use serde::{Deserialize, Deserializer, Serialize, Serializer};
use serde_json::{Map, Value};
use std::fmt;
use tracing::{debug, warn};

/// Backend document identifier.
///
/// The backend emits numeric ids, but ids are compared by their textual form
/// so `7` and `"7"` refer to the same document.
#[derive(Debug, Clone, PartialEq, Eq, Hash, PartialOrd, Ord)]
pub struct DocId(String);

impl DocId {
    pub fn new(id: impl Into<String>) -> Self {
        Self(id.into())
    }

    pub fn as_str(&self) -> &str {
        &self.0
    }

    /// Numeric ids and non-empty strings are accepted; anything else is absent.
    pub fn from_json(value: &Value) -> Option<Self> {
        match value {
            Value::Number(n) => Some(Self(number_text(n))),
            Value::String(s) if !s.trim().is_empty() => Some(Self(s.trim().to_string())),
            _ => None,
        }
    }

    fn to_json(&self) -> Value {
        match self.0.parse::<i64>() {
            Ok(n) => Value::from(n),
            Err(_) => Value::String(self.0.clone()),
        }
    }
}

/// Integral floats (`7.0`) use the integer form so they match `7`.
fn number_text(n: &serde_json::Number) -> String {
    if n.is_f64()
        && let Some(f) = n.as_f64()
        && f.fract() == 0.0
        && f.abs() < 9.0e15
    {
        return (f as i64).to_string();
    }
    n.to_string()
}

impl fmt::Display for DocId {
    fn fmt(&self, f: &mut fmt::Formatter<'_>) -> fmt::Result {
        f.write_str(&self.0)
    }
}

impl From<i64> for DocId {
    fn from(id: i64) -> Self {
        Self(id.to_string())
    }
}

impl From<&str> for DocId {
    fn from(id: &str) -> Self {
        Self(id.to_string())
    }
}

impl Serialize for DocId {
    fn serialize<S: Serializer>(&self, serializer: S) -> Result<S::Ok, S::Error> {
        self.to_json().serialize(serializer)
    }
}

impl<'de> Deserialize<'de> for DocId {
    fn deserialize<D: Deserializer<'de>>(deserializer: D) -> Result<Self, D::Error> {
        let value = Value::deserialize(deserializer)?;
        DocId::from_json(&value)
            .ok_or_else(|| serde::de::Error::custom(format!("invalid document id: {value}")))
    }
}

/// One chunk returned by a search RPC.
///
/// `distance` comes from the staging search (lower is closer); `rerank_score`
/// is only present when a rerank pass ran (higher is closer).
#[derive(Debug, Clone, Default, PartialEq, Serialize)]
pub struct RetrievedCandidate {
    pub doc_id: Option<DocId>,
    pub seq: Option<i64>,
    pub chunk: String,
    pub distance: Option<f64>,
    pub rerank_score: Option<f64>,
}

impl RetrievedCandidate {
    /// Build a candidate from one backend row, tolerating missing or mistyped fields.
    pub fn from_row(row: &Map<String, Value>) -> Self {
        Self {
            doc_id: row.get("doc_id").and_then(DocId::from_json),
            seq: row.get("seq").and_then(Value::as_i64),
            chunk: row
                .get("chunk")
                .and_then(Value::as_str)
                .unwrap_or_default()
                .to_string(),
            distance: row.get("distance").and_then(Value::as_f64),
            rerank_score: row.get("rerank_score").and_then(Value::as_f64),
        }
    }
}

const ROW_FIELDS: [&str; 5] = ["doc_id", "seq", "chunk", "distance", "rerank_score"];

fn looks_like_row(object: &Map<String, Value>) -> bool {
    ROW_FIELDS.iter().any(|field| object.contains_key(*field))
}

/// The single array-valued field of a wrapper object such as
/// `{"search_chunks": [...]}`.
fn wrapped_rows(object: &Map<String, Value>) -> Option<&Vec<Value>> {
    let mut arrays = object.values().filter_map(Value::as_array);
    match (arrays.next(), arrays.next()) {
        (Some(rows), None) => Some(rows),
        _ => None,
    }
}

fn collect_rows(items: &[Value]) -> Vec<RetrievedCandidate> {
    let mut skipped = 0usize;
    let candidates: Vec<RetrievedCandidate> = items
        .iter()
        .filter_map(|item| match item.as_object() {
            Some(row) => Some(RetrievedCandidate::from_row(row)),
            None => {
                skipped += 1;
                None
            }
        })
        .collect();
    if skipped > 0 {
        warn!(skipped, "ignored non-object rows in search response");
    }
    candidates
}

/// Flatten any supported search response shape into candidates.
///
/// Accepted: a bare array of rows, a one-element array wrapping an object
/// whose only array field holds the rows, a single row object, or an object
/// wrapping a row array. `null` and scalars yield no candidates.
pub fn normalize_candidates(body: &Value) -> Vec<RetrievedCandidate> {
    let candidates = match body {
        Value::Array(items) => match items.as_slice() {
            [Value::Object(only)] if !looks_like_row(only) => match wrapped_rows(only) {
                Some(rows) => collect_rows(rows),
                None => collect_rows(items),
            },
            _ => collect_rows(items),
        },
        Value::Object(object) if looks_like_row(object) => {
            vec![RetrievedCandidate::from_row(object)]
        }
        Value::Object(object) => match wrapped_rows(object) {
            Some(rows) => collect_rows(rows),
            None => {
                warn!("search response object carries no rows");
                Vec::new()
            }
        },
        Value::Null => Vec::new(),
        other => {
            warn!(shape = %json_kind(other), "unexpected scalar search response");
            Vec::new()
        }
    };
    debug!(count = candidates.len(), "normalized search response");
    candidates
}

fn json_kind(value: &Value) -> &'static str {
    match value {
        Value::Null => "null",
        Value::Bool(_) => "bool",
        Value::Number(_) => "number",
        Value::String(_) => "string",
        Value::Array(_) => "array",
        Value::Object(_) => "object",
    }
}
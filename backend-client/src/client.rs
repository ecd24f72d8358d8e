use crate::error::{BackendError, Result};
use crate::proto::{ChunkingMode, DeleteDocumentParams, IngestStatusRow, RerankEvent};
use ragpilot_retrieval::{
    ChatRequest, DocId, DocumentDirectoryEntry, RetrievalRequest, RetrievedCandidate, RpcCall,
    normalize_candidates, normalize_chat_answer,
};
use reqwest::Response;
use reqwest::header::CONTENT_TYPE;
use serde_json::{Value, json};
use tracing::{debug, info, warn};
use url::Url;

pub const DEFAULT_API_ROOT: &str = "http://127.0.0.1:3000/api";

const LIST_DOCUMENTS: &str = "rpc/list_documents";
const DELETE_DOCUMENT: &str = "rpc/delete_document";
const DELETE_ALL_DOCUMENTS: &str = "rpc/delete_all_documents";
const RUN_INGEST_ONCE: &str = "rpc/run_ingest_once";
const CHUNKING_MODE: &str = "rpc/chunking_mode";
const INGEST_STATUS: &str = "v_ingest_status";
const VECTORIZER_STATUS: &str = "v_vectorizer_status";
const VECTORIZER_WORKER_PROGRESS: &str = "v_vectorizer_worker_progress";
const RERANK_EVENTS: &str = "v_rerank_events";

/// Client for the backend's JSON/HTTP RPC surface.
///
/// No request timeout is configured; a hung call is bounded by the transport.
#[derive(Clone, Debug)]
pub struct BackendClient {
    http: reqwest::Client,
    api_root: Url,
}

impl BackendClient {
    pub fn new(api_root: &str) -> Result<Self> {
        let http = reqwest::Client::builder().build()?;
        Self::with_http(api_root, http)
    }

    pub fn with_http(api_root: &str, http: reqwest::Client) -> Result<Self> {
        let mut normalized = api_root.trim().to_string();
        if !normalized.ends_with('/') {
            normalized.push('/');
        }
        let api_root = Url::parse(&normalized).map_err(|source| BackendError::InvalidApiRoot {
            url: api_root.to_string(),
            source,
        })?;
        Ok(Self { http, api_root })
    }

    pub fn api_root(&self) -> &Url {
        &self.api_root
    }

    fn url(&self, path: &str) -> Result<Url> {
        self.api_root
            .join(path)
            .map_err(|source| BackendError::InvalidApiRoot {
                url: format!("{}{path}", self.api_root),
                source,
            })
    }

    /// Run one search call and flatten its rows. Never retried.
    pub async fn dispatch(&self, request: &RetrievalRequest) -> Result<Vec<RetrievedCandidate>> {
        let RpcCall { endpoint, payload } = request.call();
        let body = self.post_json("search", endpoint, &payload).await?;
        let candidates = normalize_candidates(&body);
        debug!(
            endpoint,
            mode = %request.mode(),
            count = candidates.len(),
            "search returned"
        );
        Ok(candidates)
    }

    /// Ask the answer generator; the reply is plain text.
    pub async fn chat(&self, request: &ChatRequest) -> Result<String> {
        let RpcCall { endpoint, payload } = request.call();
        let resp = self.http.post(self.url(endpoint)?).json(&payload).send().await?;
        let resp = ensure_success("chat", resp).await?;
        if is_json(&resp) {
            let body = read_json("chat", resp).await?;
            Ok(normalize_chat_answer(&body))
        } else {
            Ok(resp.text().await?)
        }
    }

    /// Document listing: GET first, POST with an empty body as fallback.
    pub async fn list_documents(&self) -> Result<Vec<DocumentDirectoryEntry>> {
        let url = self.url(LIST_DOCUMENTS)?;
        let mut resp = self.http.get(url.clone()).send().await?;
        if !resp.status().is_success() {
            debug!(status = %resp.status(), "GET list_documents failed; retrying with POST");
            resp = self.http.post(url).json(&json!({})).send().await?;
        }
        let resp = ensure_success("list documents", resp).await?;
        let body = read_json("list documents", resp).await?;
        Ok(parse_documents(body))
    }

    pub async fn delete_document(&self, id: &DocId) -> Result<()> {
        self.post_json(
            "delete document",
            DELETE_DOCUMENT,
            &json!(DeleteDocumentParams { p_id: id }),
        )
        .await?;
        info!(%id, "deleted document");
        Ok(())
    }

    pub async fn delete_all_documents(&self) -> Result<()> {
        self.post_json("delete all documents", DELETE_ALL_DOCUMENTS, &json!({}))
            .await?;
        info!("deleted all documents");
        Ok(())
    }

    /// Trigger one ingest run. Empty, JSON and text bodies all count as success.
    pub async fn run_ingest_once(&self) -> Result<()> {
        let resp = self
            .http
            .post(self.url(RUN_INGEST_ONCE)?)
            .json(&json!({}))
            .send()
            .await?;
        let resp = ensure_success("ingest", resp).await?;
        // The body carries nothing we use; a read failure is not an ingest failure.
        if let Err(err) = resp.bytes().await {
            debug!(%err, "ignoring unreadable ingest response body");
        }
        info!("ingest triggered");
        Ok(())
    }

    pub async fn ingest_status(&self) -> Result<Vec<IngestStatusRow>> {
        let body = self.get_json("ingest status", INGEST_STATUS).await?;
        Ok(parse_rows("ingest status", body))
    }

    pub async fn vectorizer_status(&self) -> Result<Value> {
        self.get_json("vectorizer status", VECTORIZER_STATUS).await
    }

    pub async fn vectorizer_worker_progress(&self) -> Result<Value> {
        self.get_json("vectorizer worker progress", VECTORIZER_WORKER_PROGRESS)
            .await
    }

    /// Chunking mode, defaulting to heuristic when the RPC is unavailable.
    pub async fn chunking_mode(&self) -> ChunkingMode {
        match self.try_chunking_mode().await {
            Ok(mode) => mode,
            Err(err) => {
                warn!(%err, "chunking mode unavailable; assuming heuristic");
                ChunkingMode::Heuristic
            }
        }
    }

    async fn try_chunking_mode(&self) -> Result<ChunkingMode> {
        let url = self.url(CHUNKING_MODE)?;
        // Volatile functions need POST; stable ones may only be exposed via GET.
        let resp = self.http.post(url.clone()).json(&json!({})).send().await?;
        let resp = if resp.status().is_success() {
            resp
        } else {
            debug!(status = %resp.status(), "POST chunking_mode failed; retrying with GET");
            let fallback = self.http.get(url).send().await?;
            ensure_success("chunking mode", fallback).await?
        };
        let body = read_json("chunking mode", resp).await?;
        Ok(ChunkingMode::from_response(&body))
    }

    /// Most recent rerank events, newest first.
    pub async fn rerank_events(&self, limit: usize) -> Result<Vec<RerankEvent>> {
        let resp = self
            .http
            .get(self.url(RERANK_EVENTS)?)
            .query(&[
                ("limit", limit.to_string()),
                ("order", "created_at.desc".to_string()),
            ])
            .send()
            .await?;
        let resp = ensure_success("rerank events", resp).await?;
        let body = read_json("rerank events", resp).await?;
        Ok(parse_rows("rerank events", body))
    }

    async fn post_json(
        &self,
        operation: &'static str,
        endpoint: &str,
        payload: &Value,
    ) -> Result<Value> {
        let resp = self.http.post(self.url(endpoint)?).json(payload).send().await?;
        let resp = ensure_success(operation, resp).await?;
        read_json(operation, resp).await
    }

    async fn get_json(&self, operation: &'static str, endpoint: &str) -> Result<Value> {
        let resp = self.http.get(self.url(endpoint)?).send().await?;
        let resp = ensure_success(operation, resp).await?;
        read_json(operation, resp).await
    }
}

async fn ensure_success(operation: &'static str, resp: Response) -> Result<Response> {
    if resp.status().is_success() {
        return Ok(resp);
    }
    let status = resp.status().as_u16();
    let body = resp.text().await.unwrap_or_default();
    Err(BackendError::Transport {
        operation,
        status,
        body,
    })
}

fn is_json(resp: &Response) -> bool {
    resp.headers()
        .get(CONTENT_TYPE)
        .and_then(|value| value.to_str().ok())
        .is_some_and(|value| value.contains("application/json"))
}

/// An empty body (e.g. 204 No Content) reads as JSON `null`.
async fn read_json(operation: &'static str, resp: Response) -> Result<Value> {
    let bytes = resp.bytes().await?;
    if bytes.iter().all(u8::is_ascii_whitespace) {
        return Ok(Value::Null);
    }
    serde_json::from_slice(&bytes).map_err(|source| BackendError::Decode { operation, source })
}

fn parse_documents(body: Value) -> Vec<DocumentDirectoryEntry> {
    parse_rows("list documents", body)
}

/// Parse each array element on its own so one bad row does not drop the rest.
fn parse_rows<T: serde::de::DeserializeOwned>(operation: &'static str, body: Value) -> Vec<T> {
    let Value::Array(items) = body else {
        if !body.is_null() {
            warn!(operation, "expected an array of rows");
        }
        return Vec::new();
    };
    let total = items.len();
    let rows: Vec<T> = items
        .into_iter()
        .filter_map(|item| serde_json::from_value(item).ok())
        .collect();
    if rows.len() < total {
        warn!(operation, skipped = total - rows.len(), "ignored malformed rows");
    }
    rows
}
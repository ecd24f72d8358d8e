use crate::chat::DEFAULT_PIN_SEM;
use crate::mode::RetrievalMode;
use crate::request::{DEFAULT_STAGE_K, DEFAULT_TOP_K, StageParams};
use crate::weights::{DEFAULT_LEXICAL_WEIGHT, DEFAULT_SEMANTIC_WEIGHT, WeightPair};
use serde::{Deserialize, Serialize};
use serde_with::skip_serializing_none;

pub const DEFAULT_RERANK_MODEL: &str = "BAAI/bge-reranker-base";

/// Operator-facing retrieval options
#[skip_serializing_none]
#[derive(Debug, Clone, PartialEq, Serialize, Deserialize)]
pub struct RetrievalSettings {
    /// Retrieval mode used for previews and chat
    #[serde(default)]
    pub mode: RetrievalMode,

    /// Number of chunks to return
    #[serde(default = "default_top_k")]
    pub top_k: u32,

    /// Semantic hits pinned into the chat context
    #[serde(default = "default_pin_sem")]
    pub pin_sem: u32,

    /// Adjust hybrid weights per query
    #[serde(default = "default_true")]
    pub smart: bool,

    /// Base lexical weight (0.0 - 1.0)
    #[serde(default = "default_lexical_weight")]
    pub w_lex: f64,

    /// Base semantic weight (0.0 - 1.0)
    #[serde(default = "default_semantic_weight")]
    pub w_sem: f64,

    /// Staging pool size for rerank modes
    #[serde(default = "default_stage_k")]
    pub stage_k: u32,

    /// Cross-encoder used by rerank modes; blank lets the backend decide
    #[serde(default = "default_rerank_model")]
    pub rerank_model: Option<String>,

    /// Maximum staging distance shown in previews
    #[serde(default)]
    pub threshold: Option<f64>,
}

fn default_top_k() -> u32 {
    DEFAULT_TOP_K
}

fn default_pin_sem() -> u32 {
    DEFAULT_PIN_SEM
}

fn default_true() -> bool {
    true
}

fn default_lexical_weight() -> f64 {
    DEFAULT_LEXICAL_WEIGHT
}

fn default_semantic_weight() -> f64 {
    DEFAULT_SEMANTIC_WEIGHT
}

fn default_stage_k() -> u32 {
    DEFAULT_STAGE_K
}

fn default_rerank_model() -> Option<String> {
    Some(DEFAULT_RERANK_MODEL.to_string())
}

impl Default for RetrievalSettings {
    fn default() -> Self {
        Self {
            mode: RetrievalMode::default(),
            top_k: default_top_k(),
            pin_sem: default_pin_sem(),
            smart: true,
            w_lex: default_lexical_weight(),
            w_sem: default_semantic_weight(),
            stage_k: default_stage_k(),
            rerank_model: default_rerank_model(),
            threshold: None,
        }
    }
}

impl RetrievalSettings {
    /// Validate configuration
    pub fn validate(&self) -> Result<(), String> {
        if !(0.0..=1.0).contains(&self.w_lex) {
            return Err(format!("w_lex must be in [0.0, 1.0], got {}", self.w_lex));
        }

        if !(0.0..=1.0).contains(&self.w_sem) {
            return Err(format!("w_sem must be in [0.0, 1.0], got {}", self.w_sem));
        }

        if self.top_k == 0 {
            return Err("top_k must be > 0".to_string());
        }

        if self.stage_k == 0 {
            return Err("stage_k must be > 0".to_string());
        }

        if self.mode.is_rerank() && self.stage_k < self.top_k {
            return Err(format!(
                "stage_k ({}) should not be smaller than top_k ({}) in rerank modes",
                self.stage_k, self.top_k
            ));
        }

        if let Some(threshold) = self.threshold
            && !threshold.is_finite()
        {
            return Err(format!("threshold must be a finite number, got {threshold}"));
        }

        Ok(())
    }

    pub fn base_weights(&self) -> WeightPair {
        WeightPair::new(self.w_lex, self.w_sem)
    }

    pub fn stage_params(&self) -> StageParams {
        StageParams::new(Some(i64::from(self.stage_k)), self.rerank_model.as_deref())
    }
}
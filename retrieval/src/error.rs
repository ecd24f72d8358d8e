use thiserror::Error;

#[derive(Error, Debug, Clone, PartialEq, Eq)]
pub enum RetrievalError {
    #[error("Unknown retrieval mode: {0:?} (expected semantic, hybrid, semantic_rerank or hybrid_rerank)")]
    InvalidMode(String),

    #[error("Invalid retrieval settings: {0}")]
    InvalidSettings(String),

    #[error("Query is empty")]
    EmptyQuery,
}

pub type Result<T> = std::result::Result<T, RetrievalError>;
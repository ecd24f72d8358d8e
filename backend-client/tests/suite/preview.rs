use pretty_assertions::assert_eq;
use ragpilot_backend_client::{BackendClient, PreviewSession};
use ragpilot_retrieval::{RetrievalMode, RetrievalSettings, WeightPair};
use serde_json::json;
use std::time::Duration;
use wiremock::matchers::{body_partial_json, method, path};
use wiremock::{Mock, MockServer, ResponseTemplate};

async fn mount_documents(server: &MockServer) {
    Mock::given(method("GET"))
        .and(path("/api/rpc/list_documents"))
        .respond_with(ResponseTemplate::new(200).set_body_json(json!([
            {"id": 1, "s3_key": "travel.pdf"},
            {"id": 2, "s3_key": "leave.pdf"}
        ])))
        .mount(server)
        .await;
}

fn session(server: &MockServer) -> PreviewSession {
    PreviewSession::new(BackendClient::new(&format!("{}/api", server.uri())).unwrap())
}

#[test_log::test(tokio::test)]
async fn preview_labels_and_orders_rows() {
    let server = MockServer::start().await;
    mount_documents(&server).await;
    Mock::given(method("POST"))
        .and(path("/api/rpc/search_chunks"))
        .respond_with(ResponseTemplate::new(200).set_body_json(json!([
            {"doc_id": 2, "seq": 4, "chunk": "Leave   accrues\nmonthly.", "distance": 0.4},
            {"doc_id": 1, "seq": 0, "chunk": "Book travel early.", "distance": 0.1},
            {"doc_id": 8, "seq": 1, "chunk": "Orphaned chunk.", "distance": 0.9}
        ])))
        .mount(&server)
        .await;

    let settings = RetrievalSettings {
        threshold: Some(0.5),
        ..Default::default()
    };
    let preview = session(&server)
        .preview("travel booking", &settings)
        .await
        .unwrap()
        .expect("only preview in flight");

    assert_eq!(preview.mode, RetrievalMode::Semantic);
    assert_eq!(preview.weights, None);
    let labels: Vec<&str> = preview.rows.iter().map(|row| row.label.as_str()).collect();
    assert_eq!(labels, vec!["travel.pdf", "leave.pdf"]);
    assert_eq!(preview.rows[0].rank, 1);
    assert_eq!(preview.rows[1].snippet, "Leave accrues monthly.");
}

#[test_log::test(tokio::test)]
async fn preview_reports_effective_hybrid_weights() {
    let server = MockServer::start().await;
    mount_documents(&server).await;
    Mock::given(method("POST"))
        .and(path("/api/rpc/search_chunks_hybrid"))
        .respond_with(ResponseTemplate::new(200).set_body_json(json!([])))
        .expect(1)
        .mount(&server)
        .await;

    let settings = RetrievalSettings {
        mode: RetrievalMode::Hybrid,
        smart: false,
        w_lex: 0.4,
        w_sem: 0.6,
        ..Default::default()
    };
    let preview = session(&server)
        .preview("reimbursement process for conferences", &settings)
        .await
        .unwrap()
        .unwrap();

    assert_eq!(preview.weights, Some(WeightPair::new(0.4, 0.6)));
    assert!(preview.rows.is_empty());
}

#[test_log::test(tokio::test)]
async fn listing_failure_falls_back_to_placeholder_labels() {
    let server = MockServer::start().await;
    Mock::given(method("GET"))
        .and(path("/api/rpc/list_documents"))
        .respond_with(ResponseTemplate::new(500))
        .mount(&server)
        .await;
    Mock::given(method("POST"))
        .and(path("/api/rpc/list_documents"))
        .respond_with(ResponseTemplate::new(500))
        .mount(&server)
        .await;
    Mock::given(method("POST"))
        .and(path("/api/rpc/search_chunks"))
        .respond_with(ResponseTemplate::new(200).set_body_json(json!([
            {"doc_id": 5, "seq": 0, "chunk": "Dress code.", "distance": 0.2},
            {"seq": 1, "chunk": "No document id.", "distance": 0.3}
        ])))
        .mount(&server)
        .await;

    let preview = session(&server)
        .preview("dress code", &RetrievalSettings::default())
        .await
        .unwrap()
        .unwrap();

    let labels: Vec<&str> = preview.rows.iter().map(|row| row.label.as_str()).collect();
    assert_eq!(labels, vec!["doc 5", "doc unknown"]);
}

#[test_log::test(tokio::test)]
async fn superseded_preview_is_discarded() {
    let server = MockServer::start().await;
    mount_documents(&server).await;
    Mock::given(method("POST"))
        .and(path("/api/rpc/search_chunks"))
        .and(body_partial_json(json!({"p_query": "slow"})))
        .respond_with(
            ResponseTemplate::new(200)
                .set_delay(Duration::from_millis(300))
                .set_body_json(json!([{"doc_id": 1, "seq": 0, "chunk": "stale", "distance": 0.1}])),
        )
        .mount(&server)
        .await;
    Mock::given(method("POST"))
        .and(path("/api/rpc/search_chunks"))
        .and(body_partial_json(json!({"p_query": "fast"})))
        .respond_with(
            ResponseTemplate::new(200)
                .set_body_json(json!([{"doc_id": 2, "seq": 0, "chunk": "fresh", "distance": 0.1}])),
        )
        .mount(&server)
        .await;

    let session = session(&server);
    let settings = RetrievalSettings::default();
    let (slow, fast) = tokio::join!(
        session.preview("slow", &settings),
        session.preview("fast", &settings)
    );

    assert_eq!(slow.unwrap(), None);
    let fast = fast.unwrap().expect("latest preview is kept");
    assert_eq!(fast.rows[0].snippet, "fresh");
    assert_eq!(fast.generation.get(), 2);
}

#[test_log::test(tokio::test)]
async fn superseded_failure_is_discarded() {
    let server = MockServer::start().await;
    mount_documents(&server).await;
    Mock::given(method("POST"))
        .and(path("/api/rpc/search_chunks"))
        .and(body_partial_json(json!({"p_query": "slow"})))
        .respond_with(
            ResponseTemplate::new(500)
                .set_delay(Duration::from_millis(300))
                .set_body_string("statement timeout"),
        )
        .mount(&server)
        .await;
    Mock::given(method("POST"))
        .and(path("/api/rpc/search_chunks"))
        .and(body_partial_json(json!({"p_query": "fast"})))
        .respond_with(
            ResponseTemplate::new(200)
                .set_body_json(json!([{"doc_id": 2, "seq": 0, "chunk": "fresh", "distance": 0.1}])),
        )
        .mount(&server)
        .await;

    let session = session(&server);
    let settings = RetrievalSettings::default();
    let (slow, fast) = tokio::join!(
        session.preview("slow", &settings),
        session.preview("fast", &settings)
    );

    assert_eq!(slow.unwrap(), None);
    assert_eq!(fast.unwrap().unwrap().rows[0].snippet, "fresh");
}

#[test_log::test(tokio::test)]
async fn latest_failure_is_still_reported() {
    let server = MockServer::start().await;
    Mock::given(method("POST"))
        .and(path("/api/rpc/search_chunks"))
        .respond_with(ResponseTemplate::new(500).set_body_string("statement timeout"))
        .mount(&server)
        .await;

    let err = session(&server)
        .preview("anything", &RetrievalSettings::default())
        .await
        .unwrap_err();
    assert_eq!(err.status(), Some(500));
}

#[test_log::test(tokio::test)]
async fn blank_query_does_not_supersede_preview_in_flight() {
    let server = MockServer::start().await;
    mount_documents(&server).await;
    Mock::given(method("POST"))
        .and(path("/api/rpc/search_chunks"))
        .respond_with(
            ResponseTemplate::new(200)
                .set_delay(Duration::from_millis(200))
                .set_body_json(json!([{"doc_id": 1, "seq": 0, "chunk": "kept", "distance": 0.1}])),
        )
        .expect(1)
        .mount(&server)
        .await;

    let session = session(&server);
    let settings = RetrievalSettings::default();
    let (real, blank) = tokio::join!(session.preview("travel policy", &settings), async {
        tokio::time::sleep(Duration::from_millis(20)).await;
        session.preview("  ", &settings).await
    });

    assert!(blank.is_err());
    let real = real.unwrap().expect("blank query must not supersede");
    assert_eq!(real.rows[0].snippet, "kept");
    assert_eq!(real.generation.get(), 1);
}

#[test_log::test(tokio::test)]
async fn blank_query_is_rejected_before_dispatch() {
    let server = MockServer::start().await;
    Mock::given(method("POST"))
        .respond_with(ResponseTemplate::new(200).set_body_json(json!([])))
        .expect(0)
        .mount(&server)
        .await;

    let err = session(&server)
        .preview("   ", &RetrievalSettings::default())
        .await
        .unwrap_err();
    assert_eq!(err.to_string(), "Query is empty");
}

TASK GOAL: From the material above, retype precisely the lines between the line holding "use the integer" and the line holding "DocId::from_json(&value)", inclusive, and nothing beyond them.

EXPECTED ANSWER:
/// Integral floats (`7.0`) use the integer form so they match `7`.
fn number_text(n: &serde_json::Number) -> String {
    if n.is_f64()
        && let Some(f) = n.as_f64()
        && f.fract() == 0.0
        && f.abs() < 9.0e15
    {
        return (f as i64).to_string();
    }
    n.to_string()
}

impl fmt::Display for DocId {
    fn fmt(&self, f: &mut fmt::Formatter<'_>) -> fmt::Result {
        f.write_str(&self.0)
    }
}

impl From<i64> for DocId {
    fn from(id: i64) -> Self {
        Self(id.to_string())
    }
}

impl From<&str> for DocId {
    fn from(id: &str) -> Self {
        Self(id.to_string())
    }
}

impl Serialize for DocId {
    fn serialize<S: Serializer>(&self, serializer: S) -> Result<S::Ok, S::Error> {
        self.to_json().serialize(serializer)
    }
}

impl<'de> Deserialize<'de> for DocId {
    fn deserialize<D: Deserializer<'de>>(deserializer: D) -> Result<Self, D::Error> {
        let value = Value::deserialize(deserializer)?;
        DocId::from_json(&value)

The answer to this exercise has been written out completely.